## Data under study:
= = = = = = =

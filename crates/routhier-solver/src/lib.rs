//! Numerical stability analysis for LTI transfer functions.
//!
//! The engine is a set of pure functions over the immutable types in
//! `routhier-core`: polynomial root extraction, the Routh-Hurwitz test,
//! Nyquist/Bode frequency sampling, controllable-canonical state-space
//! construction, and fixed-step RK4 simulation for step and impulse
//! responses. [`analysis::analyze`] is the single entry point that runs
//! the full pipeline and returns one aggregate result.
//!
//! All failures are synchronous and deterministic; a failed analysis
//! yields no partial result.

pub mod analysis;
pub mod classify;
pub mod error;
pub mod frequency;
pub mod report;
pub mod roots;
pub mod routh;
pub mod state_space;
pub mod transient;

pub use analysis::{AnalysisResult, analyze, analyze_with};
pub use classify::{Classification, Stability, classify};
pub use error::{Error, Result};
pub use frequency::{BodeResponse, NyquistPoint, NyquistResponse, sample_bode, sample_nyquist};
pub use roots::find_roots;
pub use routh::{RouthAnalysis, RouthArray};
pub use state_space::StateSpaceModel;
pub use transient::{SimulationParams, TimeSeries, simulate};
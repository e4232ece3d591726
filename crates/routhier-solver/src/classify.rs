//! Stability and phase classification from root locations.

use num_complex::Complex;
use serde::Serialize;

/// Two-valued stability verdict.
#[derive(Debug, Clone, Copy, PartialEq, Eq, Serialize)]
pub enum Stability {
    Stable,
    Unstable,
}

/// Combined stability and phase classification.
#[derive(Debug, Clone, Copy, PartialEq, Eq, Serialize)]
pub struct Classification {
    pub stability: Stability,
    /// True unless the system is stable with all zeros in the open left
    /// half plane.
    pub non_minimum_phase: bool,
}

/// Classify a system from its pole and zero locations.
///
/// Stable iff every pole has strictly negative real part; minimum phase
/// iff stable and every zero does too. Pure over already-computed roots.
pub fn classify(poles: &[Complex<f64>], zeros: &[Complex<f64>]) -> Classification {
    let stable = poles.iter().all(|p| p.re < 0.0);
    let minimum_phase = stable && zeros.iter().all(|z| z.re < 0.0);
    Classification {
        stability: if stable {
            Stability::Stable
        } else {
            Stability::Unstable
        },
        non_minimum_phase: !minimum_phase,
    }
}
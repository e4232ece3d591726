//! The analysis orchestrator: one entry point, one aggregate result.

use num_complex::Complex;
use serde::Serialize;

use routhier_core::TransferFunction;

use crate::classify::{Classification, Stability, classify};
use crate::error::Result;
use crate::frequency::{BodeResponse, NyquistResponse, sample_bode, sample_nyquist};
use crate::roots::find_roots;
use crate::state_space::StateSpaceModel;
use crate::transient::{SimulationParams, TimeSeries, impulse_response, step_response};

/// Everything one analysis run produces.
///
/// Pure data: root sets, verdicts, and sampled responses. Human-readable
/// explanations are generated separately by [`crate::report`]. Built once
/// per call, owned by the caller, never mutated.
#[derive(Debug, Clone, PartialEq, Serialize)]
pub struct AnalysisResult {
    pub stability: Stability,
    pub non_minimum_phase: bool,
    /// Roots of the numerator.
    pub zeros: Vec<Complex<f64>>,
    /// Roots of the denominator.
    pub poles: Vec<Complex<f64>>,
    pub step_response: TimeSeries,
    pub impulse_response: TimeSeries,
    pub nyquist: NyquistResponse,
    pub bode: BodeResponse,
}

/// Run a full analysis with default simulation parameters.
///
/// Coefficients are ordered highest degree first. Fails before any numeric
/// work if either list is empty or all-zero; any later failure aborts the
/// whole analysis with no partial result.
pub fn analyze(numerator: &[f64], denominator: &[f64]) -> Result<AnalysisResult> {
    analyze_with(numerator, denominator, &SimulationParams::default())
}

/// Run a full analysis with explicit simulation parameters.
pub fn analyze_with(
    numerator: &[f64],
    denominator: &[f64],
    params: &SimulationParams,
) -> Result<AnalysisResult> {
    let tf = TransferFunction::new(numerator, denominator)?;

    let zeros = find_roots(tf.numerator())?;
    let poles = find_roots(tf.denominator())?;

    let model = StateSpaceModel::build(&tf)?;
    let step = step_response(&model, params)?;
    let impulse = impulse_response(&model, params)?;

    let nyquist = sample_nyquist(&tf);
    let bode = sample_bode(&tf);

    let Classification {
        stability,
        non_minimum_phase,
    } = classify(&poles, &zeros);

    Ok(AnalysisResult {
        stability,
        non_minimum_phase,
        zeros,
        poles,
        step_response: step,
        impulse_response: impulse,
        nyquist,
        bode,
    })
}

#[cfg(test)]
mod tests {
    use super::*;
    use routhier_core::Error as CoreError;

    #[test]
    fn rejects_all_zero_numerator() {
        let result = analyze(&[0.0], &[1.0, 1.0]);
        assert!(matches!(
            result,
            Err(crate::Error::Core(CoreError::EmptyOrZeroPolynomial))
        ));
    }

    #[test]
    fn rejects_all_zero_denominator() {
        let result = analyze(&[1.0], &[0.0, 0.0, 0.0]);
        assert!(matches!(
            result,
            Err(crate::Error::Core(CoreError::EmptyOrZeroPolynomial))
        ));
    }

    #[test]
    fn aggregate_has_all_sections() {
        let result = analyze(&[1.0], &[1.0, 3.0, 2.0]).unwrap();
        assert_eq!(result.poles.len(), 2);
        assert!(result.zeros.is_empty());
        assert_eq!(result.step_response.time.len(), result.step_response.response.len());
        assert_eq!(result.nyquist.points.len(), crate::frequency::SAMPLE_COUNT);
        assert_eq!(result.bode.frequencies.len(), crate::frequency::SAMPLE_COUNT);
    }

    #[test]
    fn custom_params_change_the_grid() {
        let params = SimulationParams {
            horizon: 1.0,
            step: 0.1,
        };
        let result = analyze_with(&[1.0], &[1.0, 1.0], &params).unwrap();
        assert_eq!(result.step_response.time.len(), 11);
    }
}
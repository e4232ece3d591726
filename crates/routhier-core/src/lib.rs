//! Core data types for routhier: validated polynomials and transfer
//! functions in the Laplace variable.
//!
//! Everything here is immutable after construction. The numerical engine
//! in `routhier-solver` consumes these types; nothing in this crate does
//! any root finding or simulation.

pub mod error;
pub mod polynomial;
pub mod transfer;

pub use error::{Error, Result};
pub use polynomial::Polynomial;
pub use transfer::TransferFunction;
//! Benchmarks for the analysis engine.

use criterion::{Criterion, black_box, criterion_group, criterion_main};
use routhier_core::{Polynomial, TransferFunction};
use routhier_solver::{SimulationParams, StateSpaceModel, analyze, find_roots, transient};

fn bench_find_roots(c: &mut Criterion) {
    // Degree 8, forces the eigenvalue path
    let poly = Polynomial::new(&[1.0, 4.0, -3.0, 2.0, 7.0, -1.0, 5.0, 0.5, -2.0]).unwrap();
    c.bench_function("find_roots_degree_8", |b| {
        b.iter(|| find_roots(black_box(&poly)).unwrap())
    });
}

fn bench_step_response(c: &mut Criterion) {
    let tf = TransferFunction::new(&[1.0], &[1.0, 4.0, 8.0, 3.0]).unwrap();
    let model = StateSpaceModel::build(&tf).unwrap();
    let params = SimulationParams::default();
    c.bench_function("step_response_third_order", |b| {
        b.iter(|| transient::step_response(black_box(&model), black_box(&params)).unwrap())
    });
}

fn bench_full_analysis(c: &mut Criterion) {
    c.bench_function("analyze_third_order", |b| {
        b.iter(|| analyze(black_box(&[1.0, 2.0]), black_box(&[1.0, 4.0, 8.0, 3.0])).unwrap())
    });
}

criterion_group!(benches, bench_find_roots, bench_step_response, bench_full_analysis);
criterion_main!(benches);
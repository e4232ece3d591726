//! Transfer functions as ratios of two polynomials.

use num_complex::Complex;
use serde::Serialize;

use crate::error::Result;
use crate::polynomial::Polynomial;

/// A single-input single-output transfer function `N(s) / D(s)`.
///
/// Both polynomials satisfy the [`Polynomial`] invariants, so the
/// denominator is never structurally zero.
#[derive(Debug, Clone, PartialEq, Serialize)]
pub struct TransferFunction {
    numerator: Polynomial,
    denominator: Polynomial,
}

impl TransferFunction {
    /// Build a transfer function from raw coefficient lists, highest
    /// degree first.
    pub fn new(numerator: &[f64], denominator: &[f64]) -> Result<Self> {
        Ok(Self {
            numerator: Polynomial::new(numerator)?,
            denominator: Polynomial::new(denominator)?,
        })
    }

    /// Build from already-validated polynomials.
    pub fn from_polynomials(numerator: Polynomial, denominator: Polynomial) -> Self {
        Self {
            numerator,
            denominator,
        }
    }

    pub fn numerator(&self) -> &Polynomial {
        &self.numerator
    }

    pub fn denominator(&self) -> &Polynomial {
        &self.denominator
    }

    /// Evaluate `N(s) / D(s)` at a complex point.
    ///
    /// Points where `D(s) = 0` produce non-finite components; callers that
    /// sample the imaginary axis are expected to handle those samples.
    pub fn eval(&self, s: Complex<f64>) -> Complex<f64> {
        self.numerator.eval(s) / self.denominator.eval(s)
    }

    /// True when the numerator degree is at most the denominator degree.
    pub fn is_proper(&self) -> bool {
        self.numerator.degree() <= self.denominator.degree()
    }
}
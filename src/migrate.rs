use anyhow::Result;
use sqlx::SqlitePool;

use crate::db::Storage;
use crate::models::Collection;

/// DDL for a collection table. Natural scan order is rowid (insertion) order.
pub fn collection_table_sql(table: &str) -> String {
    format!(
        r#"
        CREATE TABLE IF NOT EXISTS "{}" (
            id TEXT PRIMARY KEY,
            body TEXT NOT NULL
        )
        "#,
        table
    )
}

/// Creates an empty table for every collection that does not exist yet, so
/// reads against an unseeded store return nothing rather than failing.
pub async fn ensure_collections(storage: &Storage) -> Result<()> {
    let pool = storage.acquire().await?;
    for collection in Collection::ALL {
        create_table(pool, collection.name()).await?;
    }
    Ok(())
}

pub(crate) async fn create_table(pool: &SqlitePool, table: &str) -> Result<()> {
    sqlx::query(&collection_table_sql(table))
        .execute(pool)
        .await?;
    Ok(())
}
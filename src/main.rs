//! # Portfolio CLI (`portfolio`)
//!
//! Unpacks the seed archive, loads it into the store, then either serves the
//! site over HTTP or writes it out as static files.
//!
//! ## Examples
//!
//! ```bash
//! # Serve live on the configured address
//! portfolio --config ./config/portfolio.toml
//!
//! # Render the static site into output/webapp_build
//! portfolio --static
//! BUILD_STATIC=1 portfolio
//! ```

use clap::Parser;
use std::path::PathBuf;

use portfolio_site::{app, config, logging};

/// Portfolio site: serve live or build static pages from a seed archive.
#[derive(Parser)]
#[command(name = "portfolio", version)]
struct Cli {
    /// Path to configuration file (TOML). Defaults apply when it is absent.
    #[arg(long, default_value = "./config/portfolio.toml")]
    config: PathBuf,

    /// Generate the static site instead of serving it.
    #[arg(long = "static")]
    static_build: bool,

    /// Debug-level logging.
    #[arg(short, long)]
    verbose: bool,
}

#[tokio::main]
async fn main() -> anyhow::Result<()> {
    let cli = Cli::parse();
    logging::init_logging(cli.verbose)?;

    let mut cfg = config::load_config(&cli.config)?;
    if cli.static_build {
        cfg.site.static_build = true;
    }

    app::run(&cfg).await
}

= = = = = = =

## Task directions:
Look through the listing and return each line containing the word "BodeResponse".

## Exercise result:
pub use frequency::{BodeResponse, NyquistPoint, NyquistResponse, sample_bode, sample_nyquist};
use crate::frequency::{BodeResponse, NyquistResponse, sample_bode, sample_nyquist};
    pub bode: BodeResponse,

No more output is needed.